**Exercise details**
Return the lines below exactly as they appear, please, starting with the first and ending with the one that contains "let (writer, guard, dir_error)".

Stored data:
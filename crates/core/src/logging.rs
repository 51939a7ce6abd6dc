use std::path::{Path, PathBuf};
use tracing_appender::non_blocking::{NonBlocking, WorkerGuard};
use tracing_subscriber::{EnvFilter, fmt, prelude::*};

/// Filter directive variable, checked before `RUST_LOG`.
pub const LOG_ENV: &str = "STRATA_LOG";

/// `$HOME/.strata/logs`, or `./.strata/logs` without a home directory.
pub fn log_dir() -> PathBuf {
    let home = std::env::var("HOME").unwrap_or_else(|_| ".".to_string());
    Path::new(&home).join(".strata/logs")
}

fn filter() -> EnvFilter {
    EnvFilter::try_from_env(LOG_ENV)
        .or_else(|_| EnvFilter::try_from_default_env())
        .unwrap_or_else(|_| EnvFilter::new("info"))
}

/// Daily `<component>.<date>` file under `dir`, or a sink when `dir` is unusable.
fn file_writer(dir: &Path, component: &str) -> (NonBlocking, WorkerGuard, Option<std::io::Error>) {
    match std::fs::create_dir_all(dir) {
        Ok(()) => {
            let (writer, guard) =
                tracing_appender::non_blocking(tracing_appender::rolling::daily(dir, component));
            (writer, guard, None)
        }
        Err(err) => {
            let (writer, guard) = tracing_appender::non_blocking(std::io::sink());
            (writer, guard, Some(err))
        }
    }
}

/// Install the global subscriber. Keep the guard alive for the life of the
/// process or buffered lines are lost.
pub fn init_logging(component: &str, to_stderr: bool) -> WorkerGuard {
    let dir = log_dir();
    let (writer, guard, dir_error) = file_writer(&dir, component);

    let file_layer = fmt::layer()
        .with_writer(writer)
        .with_ansi(false)
        .with_target(true);
    let registry = tracing_subscriber::registry().with(filter()).with(file_layer);

    // Without a log file, stderr is the only place left to report to.
    if to_stderr || dir_error.is_some() {
        let stderr_layer = fmt::layer()
            .with_writer(std::io::stderr)
            .with_ansi(to_stderr)
            .with_target(false);
        registry.with(stderr_layer).init();
    } else {
        registry.init();
    }

    if let Some(err) = dir_error {
        tracing::warn!("cannot create log directory {}: {}; file logging disabled", dir.display(), err);
    }
    guard
}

**Exercise solution**
filename crates/core/src/logging.rs
repository 51939a7ce6abd6dc
use std::path::{Path, PathBuf};
use tracing_appender::non_blocking::{NonBlocking, WorkerGuard};
use tracing_subscriber::{EnvFilter, fmt, prelude::*};

/// Filter directive variable, checked before `RUST_LOG`.
pub const LOG_ENV: &str = "STRATA_LOG";

/// `$HOME/.strata/logs`, or `./.strata/logs` without a home directory.
pub fn log_dir() -> PathBuf {
    let home = std::env::var("HOME").unwrap_or_else(|_| ".".to_string());
    Path::new(&home).join(".strata/logs")
}

fn filter() -> EnvFilter {
    EnvFilter::try_from_env(LOG_ENV)
        .or_else(|_| EnvFilter::try_from_default_env())
        .unwrap_or_else(|_| EnvFilter::new("info"))
}

/// Daily `<component>.<date>` file under `dir`, or a sink when `dir` is unusable.
fn file_writer(dir: &Path, component: &str) -> (NonBlocking, WorkerGuard, Option<std::io::Error>) {
    match std::fs::create_dir_all(dir) {
        Ok(()) => {
            let (writer, guard) =
                tracing_appender::non_blocking(tracing_appender::rolling::daily(dir, component));
            (writer, guard, None)
        }
        Err(err) => {
            let (writer, guard) = tracing_appender::non_blocking(std::io::sink());
            (writer, guard, Some(err))
        }
    }
}

/// Install the global subscriber. Keep the guard alive for the life of the
/// process or buffered lines are lost.
pub fn init_logging(component: &str, to_stderr: bool) -> WorkerGuard {
    let dir = log_dir();
    let (writer, guard, dir_error) = file_writer(&dir, component);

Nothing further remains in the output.